TD Securities, the Canadian brokerage that’s also a primary U.S. Treasury dealer, is notable in predicting zero interest-rate hikes next year. “We expect that markets will be biased towards earlier tightening from the Fed, but where others have buckled, we look for the Fed to hold firm. Tapering buys time before it has to consider lifting rates, and with U.S. growth expected to decelerate through 2022 we don’t see much incentive for the Fed to lift rates next year,” it says.

The Fed still has a dual mandate, TD Securities notes, and the employment-to-population ratio is still 2 percentage points below pre-pandemic levels. It expects supply-chain disruptions to ease “more forcefully” in the second half, the withdrawal of policy stimulus to slow growth momentum and a decline in energy prices to ease inflation.

The federal deficit will plunge to 5% of gross domestic product from 12%, TD forecasts, which will be especially negative for goods consumption. The savings rate already has normalized, and excess savings appear to be held by above-average income individuals with lower propensity to spend, it says.

Furthermore, productivity will slow to more sustainable rates, and labor-force participation will gradually improve, which will put less pressure on companies to lift wages.

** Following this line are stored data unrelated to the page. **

//! Mock implementations for testing
//!
//! mockall mocks of the catalog's storage seams, for driving failure paths
//! the memory backends never hit.

use std::sync::Arc;

use mockall::mock;
use mockall::predicate::eq;

use crate::core::catalog::error::{CatalogError, Result};
use crate::core::catalog::kv::KeyValueStore;
use crate::core::catalog::migration::MigrationManager;
use crate::core::catalog::store::{
    BatchRecordStore, DEFAULT_QUOTA_BYTES, INDEX_KEY, SCHEMA_VERSION_KEY,
};

// ============================================================================
// KeyValueStore Mock
// ============================================================================

mock! {
    pub KeyValueStore {}

    impl KeyValueStore for KeyValueStore {
        fn get(&self, key: &str) -> Result<Option<String>>;
        fn set(&self, key: &str, value: &str) -> Result<()>;
        fn remove(&self, key: &str) -> Result<()>;
        fn keys(&self) -> Result<Vec<String>>;
    }
}

fn store_over(mock: MockKeyValueStore) -> BatchRecordStore {
    BatchRecordStore::new(Arc::new(mock), DEFAULT_QUOTA_BYTES)
}

// ============================================================================
// Tests
// ============================================================================

#[test]
fn test_load_index_propagates_read_failure() {
    let mut kv = MockKeyValueStore::new();
    kv.expect_get()
        .with(eq(INDEX_KEY))
        .returning(|key| Err(CatalogError::storage_read(key, "device busy")));

    let err = store_over(kv).load_index().unwrap_err();
    assert!(err.is_storage());
    assert!(err.to_string().contains("device busy"));
}

#[test]
fn test_save_index_surfaces_write_failure() {
    let mut kv = MockKeyValueStore::new();
    kv.expect_set()
        .with(eq(INDEX_KEY), mockall::predicate::always())
        .times(1)
        .returning(|key, _| Err(CatalogError::storage_write(key, "disk full")));

    let store = store_over(kv);
    let index = Default::default();
    let err = store.save_index(&index).unwrap_err();
    assert!(matches!(err, CatalogError::StorageWrite { .. }));
}

#[test]
fn test_stamped_storage_is_left_alone() {
    let mut kv = MockKeyValueStore::new();
    kv.expect_get()
        .with(eq(SCHEMA_VERSION_KEY))
        .returning(|_| Ok(Some("2".to_string())));
    kv.expect_set().never();
    kv.expect_remove().never();

    let store = store_over(kv);
    let report = MigrationManager::new(&store).migrate().unwrap();
    assert!(!report.performed);
}

#[test]
fn test_unparsable_stamp_is_reported_as_corruption() {
    let mut kv = MockKeyValueStore::new();
    kv.expect_get()
        .with(eq(SCHEMA_VERSION_KEY))
        .returning(|_| Ok(Some("two".to_string())));

    let store = store_over(kv);
    let err = MigrationManager::new(&store).schema_version().unwrap_err();
    assert!(matches!(err, CatalogError::Corrupted { .. }));
}
impl ImportResult {
    pub(crate) fn failed(stage: ImportStage, error: &CatalogError, warnings: Vec<String>) -> Self {
        let mut result = Self {
            success: false,
            errors: error.messages(),
            warnings,
            failed_stage: Some(stage),
            ..Default::default()
        };
        match error {
            CatalogError::IdConflict { ids } => result.duplicate_ids = ids.clone(),
            CatalogError::VariantTypeConflict { type_ids } => {
                result.variant_type_conflicts = type_ids.clone()
            }
            CatalogError::FieldValidation { errors } => result.validation_errors = errors.clone(),
            _ => {}
        }
        log::warn!("Import rejected at stage {}: {}", stage, error);
        result
    }
}

/// Outcome of a batch removal.
#[derive(Debug, Clone, Default, PartialEq, Serialize, Deserialize)]
#[serde(rename_all = "camelCase")]
pub struct RemovalResult {
    pub success: bool,
    pub batch_id: String,
    pub removed_card_ids: Vec<String>,
    pub errors: Vec<String>,
}

impl RemovalResult {
    fn failed(batch_id: &str, error: &CatalogError) -> Self {
        log::warn!("Removal of batch {} failed: {}", batch_id, error);
        Self {
            success: false,
            batch_id: batch_id.to_string(),
            removed_card_ids: Vec::new(),
            errors: error.messages(),
        }
    }
}
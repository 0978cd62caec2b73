//! Common Test Utilities
//!
//! Shared test helpers and fixtures used across test modules.

pub mod fixtures;

pub use fixtures::*;
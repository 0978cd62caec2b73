//! Storage schema stamp and one-shot legacy migration.
//!
//! The catalog stamps its layout version under
//! [`SCHEMA_VERSION_KEY`](super::store::SCHEMA_VERSION_KEY). The legacy (v1)
//! layout kept every batch inside one monolithic record under
//! [`LEGACY_STORE_KEY`]; the current (v2) layout keeps one record per batch
//! plus an index.
//!
//! [`MigrationManager::migrate`] moves v1 data into v2 once and stamps the
//! version. Once stamped, nothing reads the legacy key again. A stamp newer
//! than [`CURRENT_SCHEMA_VERSION`] is refused rather than guessed at.

use chrono::{DateTime, Utc};
use serde::{Deserialize, Serialize};

use super::error::{CatalogError, Result};
use super::store::{BatchRecordStore, SCHEMA_VERSION_KEY};
use super::types::{
    BatchInfo, BatchMetadata, BatchRecord, Card, CustomFieldDefinitions, VariantTypeMap,
};

/// Layout version written by this build.
pub const CURRENT_SCHEMA_VERSION: u32 = 2;

/// Monolithic record of the legacy layout.
pub const LEGACY_STORE_KEY: &str = "daggerheart_custom_cards";

// ============================================================================
// Legacy layout
// ============================================================================

#[derive(Debug, Deserialize)]
#[serde(rename_all = "camelCase")]
struct LegacyStore {
    #[serde(default)]
    batches: Vec<LegacyBatch>,
}

#[derive(Debug, Deserialize)]
#[serde(rename_all = "camelCase")]
struct LegacyBatch {
    id: String,
    name: String,
    #[serde(default)]
    file_name: String,
    import_time: DateTime<Utc>,
    #[serde(default)]
    version: Option<String>,
    #[serde(default)]
    description: Option<String>,
    #[serde(default)]
    author: Option<String>,
    #[serde(default)]
    disabled: bool,
    #[serde(default)]
    cards: Vec<Card>,
    #[serde(default)]
    custom_field_definitions: Option<CustomFieldDefinitions>,
    #[serde(default)]
    variant_types: Option<VariantTypeMap>,
}

impl LegacyBatch {
    fn into_record(self) -> (BatchRecord, bool) {
        let record = BatchRecord {
            metadata: BatchMetadata {
                id: self.id,
                name: self.name,
                file_name: self.file_name,
                import_time: self.import_time,
                version: self.version,
                description: self.description,
                author: self.author,
            },
            cards: self.cards,
            custom_field_definitions: self.custom_field_definitions,
            variant_types: self.variant_types,
        };
        (record, self.disabled)
    }
}

// ============================================================================
// MigrationReport
// ============================================================================

/// Outcome of a migration run.
#[derive(Debug, Clone, Default, PartialEq, Serialize, Deserialize)]
#[serde(rename_all = "camelCase")]
pub struct MigrationReport {
    /// Stamp found before the run (`None` for unstamped storage).
    pub from_version: Option<u32>,
    pub to_version: u32,
    /// Whether the run wrote anything.
    pub performed: bool,
    pub migrated_batches: Vec<String>,
    /// Legacy batches already present in the index.
    pub skipped_batches: Vec<String>,
}

impl MigrationReport {
    /// Report for storage already at [`CURRENT_SCHEMA_VERSION`].
    pub fn up_to_date() -> Self {
        Self {
            from_version: Some(CURRENT_SCHEMA_VERSION),
            to_version: CURRENT_SCHEMA_VERSION,
            ..Default::default()
        }
    }
}

// ============================================================================
// MigrationManager
// ============================================================================

pub struct MigrationManager<'a> {
    store: &'a BatchRecordStore,
}

impl<'a> MigrationManager<'a> {
    pub fn new(store: &'a BatchRecordStore) -> Self {
        Self { store }
    }

    /// Current stamp, if any.
    pub fn schema_version(&self) -> Result<Option<u32>> {
        match self.store.kv().get(SCHEMA_VERSION_KEY)? {
            None => Ok(None),
            Some(raw) => raw
                .trim()
                .parse::<u32>()
                .map(Some)
                .map_err(|e| CatalogError::corrupted(SCHEMA_VERSION_KEY, e.to_string())),
        }
    }

    /// Whether the stamp differs from [`CURRENT_SCHEMA_VERSION`]. A newer
    /// stamp counts, so [`migrate`](Self::migrate) gets to refuse it.
    pub fn needs_migration(&self) -> Result<bool> {
        Ok(self.schema_version()? != Some(CURRENT_SCHEMA_VERSION))
    }

    /// Bring storage to [`CURRENT_SCHEMA_VERSION`].
    ///
    /// Idempotent: on already-current storage it performs no writes.
    pub fn migrate(&self) -> Result<MigrationReport> {
        let from_version = self.schema_version()?;
        let mut report = MigrationReport {
            from_version,
            to_version: CURRENT_SCHEMA_VERSION,
            performed: false,
            migrated_batches: Vec::new(),
            skipped_batches: Vec::new(),
        };

        match from_version {
            Some(v) if v == CURRENT_SCHEMA_VERSION => return Ok(report),
            Some(v) if v > CURRENT_SCHEMA_VERSION => {
                return Err(CatalogError::SchemaVersion {
                    found: v,
                    supported: CURRENT_SCHEMA_VERSION,
                });
            }
            _ => {}
        }

        let kv = self.store.kv();
        if let Some(raw) = kv.get(LEGACY_STORE_KEY)? {
            let legacy: LegacyStore = serde_json::from_str(&raw)
                .map_err(|e| CatalogError::corrupted(LEGACY_STORE_KEY, e.to_string()))?;
            log::info!(
                "Migrating {} legacy batch(es) to schema v{}",
                legacy.batches.len(),
                CURRENT_SCHEMA_VERSION
            );

            let mut index = self.store.load_index()?;
            for batch in legacy.batches {
                if index.batches.contains_key(&batch.id) {
                    report.skipped_batches.push(batch.id);
                    continue;
                }
                let (record, disabled) = batch.into_record();
                let id = record.metadata.id.clone();
                let size = self.store.save_batch(&id, &record)?;
                let mut info = BatchInfo::from_record(&record, size);
                info.disabled = disabled;
                index.batches.insert(id.clone(), info);
                report.migrated_batches.push(id);
            }
            index.recompute_totals();
            self.store.save_index(&index)?;
            kv.remove(LEGACY_STORE_KEY)?;
        }

        kv.set(SCHEMA_VERSION_KEY, &CURRENT_SCHEMA_VERSION.to_string())?;
        report.performed = true;
        log::info!(
            "Storage schema stamped v{} (from {:?}), {} batch(es) migrated",
            CURRENT_SCHEMA_VERSION,
            from_version,
            report.migrated_batches.len()
        );
        Ok(report)
    }
}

The bank also predicts a weaker dollar DXY, -0.04%, though it sees the greenback bottoming out around the middle of the year, which is about 12 months away from when it expects the Fed to finally lift interest rates. Gold could reach $1,900 an ounce in the first half of 2022. Other calls: it is short U.S. 10-year Treasurys, as it sees yields rising to 2% by the end of 2022; it is short copper HG00, -1.60% on expectations previously disrupted smelters will restart and elevated prices will encourage increased capacity; and it is long platinum and palladium on expectations of a recovery in auto demand.